Exercise aim – Output the number of lines in the entries below with the string "from" in them, and nothing further.

*** Opening Data for this exercise ***

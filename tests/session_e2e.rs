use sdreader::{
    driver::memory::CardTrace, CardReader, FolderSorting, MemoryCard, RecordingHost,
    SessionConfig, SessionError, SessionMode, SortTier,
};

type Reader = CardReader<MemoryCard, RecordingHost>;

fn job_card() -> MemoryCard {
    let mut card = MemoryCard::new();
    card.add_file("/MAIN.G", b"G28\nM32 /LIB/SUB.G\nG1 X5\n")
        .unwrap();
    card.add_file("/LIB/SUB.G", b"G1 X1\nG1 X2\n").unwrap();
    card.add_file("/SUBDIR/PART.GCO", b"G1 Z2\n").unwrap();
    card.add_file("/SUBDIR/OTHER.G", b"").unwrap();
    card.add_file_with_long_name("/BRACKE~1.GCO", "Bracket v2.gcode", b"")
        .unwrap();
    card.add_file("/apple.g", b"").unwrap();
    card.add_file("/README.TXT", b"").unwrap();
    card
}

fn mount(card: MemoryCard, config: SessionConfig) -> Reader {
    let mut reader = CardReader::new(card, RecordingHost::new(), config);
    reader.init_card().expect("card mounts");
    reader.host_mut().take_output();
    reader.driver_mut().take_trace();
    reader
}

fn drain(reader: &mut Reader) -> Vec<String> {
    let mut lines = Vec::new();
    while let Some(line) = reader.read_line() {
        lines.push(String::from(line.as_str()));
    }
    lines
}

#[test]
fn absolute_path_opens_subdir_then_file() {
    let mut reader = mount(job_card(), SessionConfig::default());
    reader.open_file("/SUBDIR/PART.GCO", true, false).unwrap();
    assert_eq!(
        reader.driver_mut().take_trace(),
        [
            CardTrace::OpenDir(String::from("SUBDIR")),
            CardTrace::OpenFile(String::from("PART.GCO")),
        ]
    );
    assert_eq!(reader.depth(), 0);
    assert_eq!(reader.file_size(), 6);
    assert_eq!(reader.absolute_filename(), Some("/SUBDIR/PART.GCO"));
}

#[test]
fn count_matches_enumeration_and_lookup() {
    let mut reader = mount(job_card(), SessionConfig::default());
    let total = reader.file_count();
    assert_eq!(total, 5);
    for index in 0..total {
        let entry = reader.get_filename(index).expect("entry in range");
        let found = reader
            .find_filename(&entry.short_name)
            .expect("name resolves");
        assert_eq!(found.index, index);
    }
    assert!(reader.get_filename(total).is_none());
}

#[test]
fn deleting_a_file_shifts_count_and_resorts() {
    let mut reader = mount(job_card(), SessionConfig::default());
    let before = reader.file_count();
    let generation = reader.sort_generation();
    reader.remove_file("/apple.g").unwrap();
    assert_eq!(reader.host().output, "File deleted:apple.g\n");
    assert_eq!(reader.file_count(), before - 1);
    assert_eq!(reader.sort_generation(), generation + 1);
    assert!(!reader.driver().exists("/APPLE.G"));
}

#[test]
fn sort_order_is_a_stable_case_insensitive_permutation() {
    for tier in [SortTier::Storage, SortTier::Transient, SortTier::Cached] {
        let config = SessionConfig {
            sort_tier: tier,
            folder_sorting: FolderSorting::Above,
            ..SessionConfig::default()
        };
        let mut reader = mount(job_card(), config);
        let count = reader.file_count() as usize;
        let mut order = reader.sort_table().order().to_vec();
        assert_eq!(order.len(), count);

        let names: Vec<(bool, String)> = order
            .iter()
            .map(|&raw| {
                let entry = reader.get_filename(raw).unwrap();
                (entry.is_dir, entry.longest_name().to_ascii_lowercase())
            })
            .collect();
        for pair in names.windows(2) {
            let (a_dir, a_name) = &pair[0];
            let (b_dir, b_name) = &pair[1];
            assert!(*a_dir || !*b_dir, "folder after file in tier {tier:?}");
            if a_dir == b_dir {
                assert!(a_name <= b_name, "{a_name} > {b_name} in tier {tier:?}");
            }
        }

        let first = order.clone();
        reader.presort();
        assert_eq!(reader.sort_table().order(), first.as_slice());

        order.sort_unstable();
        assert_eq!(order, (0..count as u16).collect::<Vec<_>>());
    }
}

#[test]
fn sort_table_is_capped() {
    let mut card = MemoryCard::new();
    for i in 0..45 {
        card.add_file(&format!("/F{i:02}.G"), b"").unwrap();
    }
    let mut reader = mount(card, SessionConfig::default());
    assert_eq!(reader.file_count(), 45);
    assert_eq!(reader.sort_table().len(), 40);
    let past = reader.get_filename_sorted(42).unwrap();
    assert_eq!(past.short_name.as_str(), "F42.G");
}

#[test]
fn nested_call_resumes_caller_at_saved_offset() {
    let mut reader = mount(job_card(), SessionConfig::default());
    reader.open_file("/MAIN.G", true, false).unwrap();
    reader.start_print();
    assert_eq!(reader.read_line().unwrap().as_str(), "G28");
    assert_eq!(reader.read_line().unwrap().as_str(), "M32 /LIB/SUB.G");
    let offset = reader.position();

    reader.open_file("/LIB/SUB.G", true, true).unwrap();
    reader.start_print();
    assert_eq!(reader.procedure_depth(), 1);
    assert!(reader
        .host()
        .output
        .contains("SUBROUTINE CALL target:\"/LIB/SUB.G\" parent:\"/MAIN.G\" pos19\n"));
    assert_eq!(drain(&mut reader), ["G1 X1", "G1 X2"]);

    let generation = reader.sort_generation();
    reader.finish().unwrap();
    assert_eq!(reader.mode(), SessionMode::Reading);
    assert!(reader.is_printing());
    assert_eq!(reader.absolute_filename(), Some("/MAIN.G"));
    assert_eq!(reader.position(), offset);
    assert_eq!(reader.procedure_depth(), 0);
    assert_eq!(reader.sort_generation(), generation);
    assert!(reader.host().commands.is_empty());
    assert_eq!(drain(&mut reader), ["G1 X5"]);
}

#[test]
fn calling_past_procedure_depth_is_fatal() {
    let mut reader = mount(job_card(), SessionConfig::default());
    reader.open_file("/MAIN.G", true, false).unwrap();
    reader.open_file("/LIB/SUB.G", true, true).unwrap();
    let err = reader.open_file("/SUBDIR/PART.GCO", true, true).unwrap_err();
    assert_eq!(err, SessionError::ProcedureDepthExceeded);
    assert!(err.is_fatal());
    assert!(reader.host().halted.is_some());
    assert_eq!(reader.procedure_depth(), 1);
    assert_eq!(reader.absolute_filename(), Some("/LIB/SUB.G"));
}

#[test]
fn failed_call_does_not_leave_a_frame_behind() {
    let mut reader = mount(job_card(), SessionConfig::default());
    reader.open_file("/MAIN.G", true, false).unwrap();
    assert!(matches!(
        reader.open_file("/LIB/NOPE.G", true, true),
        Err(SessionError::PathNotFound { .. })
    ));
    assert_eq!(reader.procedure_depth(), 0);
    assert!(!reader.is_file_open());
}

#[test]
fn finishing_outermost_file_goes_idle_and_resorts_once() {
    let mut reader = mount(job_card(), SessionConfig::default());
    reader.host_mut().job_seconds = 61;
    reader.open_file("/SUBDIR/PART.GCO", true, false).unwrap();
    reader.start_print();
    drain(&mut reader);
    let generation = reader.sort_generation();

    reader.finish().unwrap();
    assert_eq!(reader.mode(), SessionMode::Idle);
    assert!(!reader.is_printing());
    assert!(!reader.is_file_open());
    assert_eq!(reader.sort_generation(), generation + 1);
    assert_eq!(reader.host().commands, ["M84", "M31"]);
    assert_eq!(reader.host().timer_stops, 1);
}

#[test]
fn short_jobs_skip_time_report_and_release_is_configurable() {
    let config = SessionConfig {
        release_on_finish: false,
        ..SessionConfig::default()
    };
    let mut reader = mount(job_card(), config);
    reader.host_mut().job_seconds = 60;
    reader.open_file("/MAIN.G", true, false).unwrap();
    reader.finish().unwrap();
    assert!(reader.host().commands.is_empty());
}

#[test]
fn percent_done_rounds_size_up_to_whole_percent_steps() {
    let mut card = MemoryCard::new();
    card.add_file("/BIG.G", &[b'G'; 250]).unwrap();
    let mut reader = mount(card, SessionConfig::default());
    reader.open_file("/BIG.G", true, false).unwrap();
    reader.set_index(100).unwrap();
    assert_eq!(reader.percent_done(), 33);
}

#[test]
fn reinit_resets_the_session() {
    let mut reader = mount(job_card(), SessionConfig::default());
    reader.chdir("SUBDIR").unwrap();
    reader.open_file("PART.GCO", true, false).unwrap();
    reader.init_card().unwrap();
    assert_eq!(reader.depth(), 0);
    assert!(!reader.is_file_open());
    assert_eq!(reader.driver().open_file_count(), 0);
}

*** Closing Data for this exercise ***

Exercise solution – 3